制服に身を包み、ネクタイを締める。重いカバンを肩にかけ、メガネ越しに通学道路を見渡す。校門を潜り、靴を履き替え、教室のドアを開け__
「やぁおはよう深月くん!」
「おはよ…って、今日は君なんだね、
毎日この子…
僕は
「…………よくわかったねぇ……。」
「長年一緒だからね。」
この子が一緒だから。
__この子は雨晴奏音。でも今僕が話しているのは奏音自身ではない。彼女は解離性同一性障害……要するに多重人格なのだ。
唯智は奏音の人格の1人だ。
「…ゃ…やっぱり…深月は僕らに詳しいね……これくらい、僕の好きなアニメも詳しくなってくれたらいいのに。

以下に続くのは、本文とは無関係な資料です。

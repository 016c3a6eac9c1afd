//! Xainik payments API server

use std::net::SocketAddr;

use tower_http::trace::TraceLayer;
use tracing_subscriber::{layer::SubscriberExt, util::SubscriberInitExt};
use xainik_api::{create_router, AppState, Config};
use xainik_shared::{create_pool, run_migrations};

#[tokio::main]
async fn main() -> anyhow::Result<()> {
    // Load .env file if present
    dotenvy::dotenv().ok();

    // LOG_FORMAT=json for log shippers, human-readable otherwise
    let json_logs = std::env::var("LOG_FORMAT")
        .map(|v| v.eq_ignore_ascii_case("json"))
        .unwrap_or(false);
    tracing_subscriber::registry()
        .with(
            tracing_subscriber::EnvFilter::try_from_default_env()
                .unwrap_or_else(|_| "info,xainik_api=debug,xainik_billing=debug".into()),
        )
        .with(json_logs.then(|| tracing_subscriber::fmt::layer().json()))
        .with((!json_logs).then(tracing_subscriber::fmt::layer))
        .init();

    tracing::info!("Starting Xainik API Server v{}", env!("CARGO_PKG_VERSION"));

    let config = Config::from_env()?;
    tracing::debug!(?config, "Configuration loaded");

    let pool = create_pool(&config.database_url, config.database_max_connections).await?;

    if config.run_migrations {
        run_migrations(&pool).await?;
    }

    let http_client = reqwest::Client::builder()
        .timeout(std::time::Duration::from_secs(10))
        .build()?;

    let addr: SocketAddr = config.bind_address.parse()?;
    let state = AppState::new(pool, config, http_client)?;

    let app = create_router(state).layer(TraceLayer::new_for_http());

    tracing::info!("Starting server on {}", addr);
    let listener = tokio::net::TcpListener::bind(addr).await?;
    axum::serve(listener, app).await?;

    Ok(())
}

僕の推しの真似したんだよ今!」
「それとこれとは関係ないよ……奏音は?今日も…出てくるのは難しそう?」
「……出て来れなくは…ないと思う…けど…お昼になったら…出てくると思う…。」
「そっか。了解。」
奏音は多重人格が原因なのか、どうなのか分からないが、たくさんの人がいる場所は苦手だ。もちろん、学校も。だから、唯一幼馴染である僕と2人の時しか、奏音は出てこない。2人でいる時に、人前に出る訓練をしようとは試みているものの、結果は出ずじまいだ。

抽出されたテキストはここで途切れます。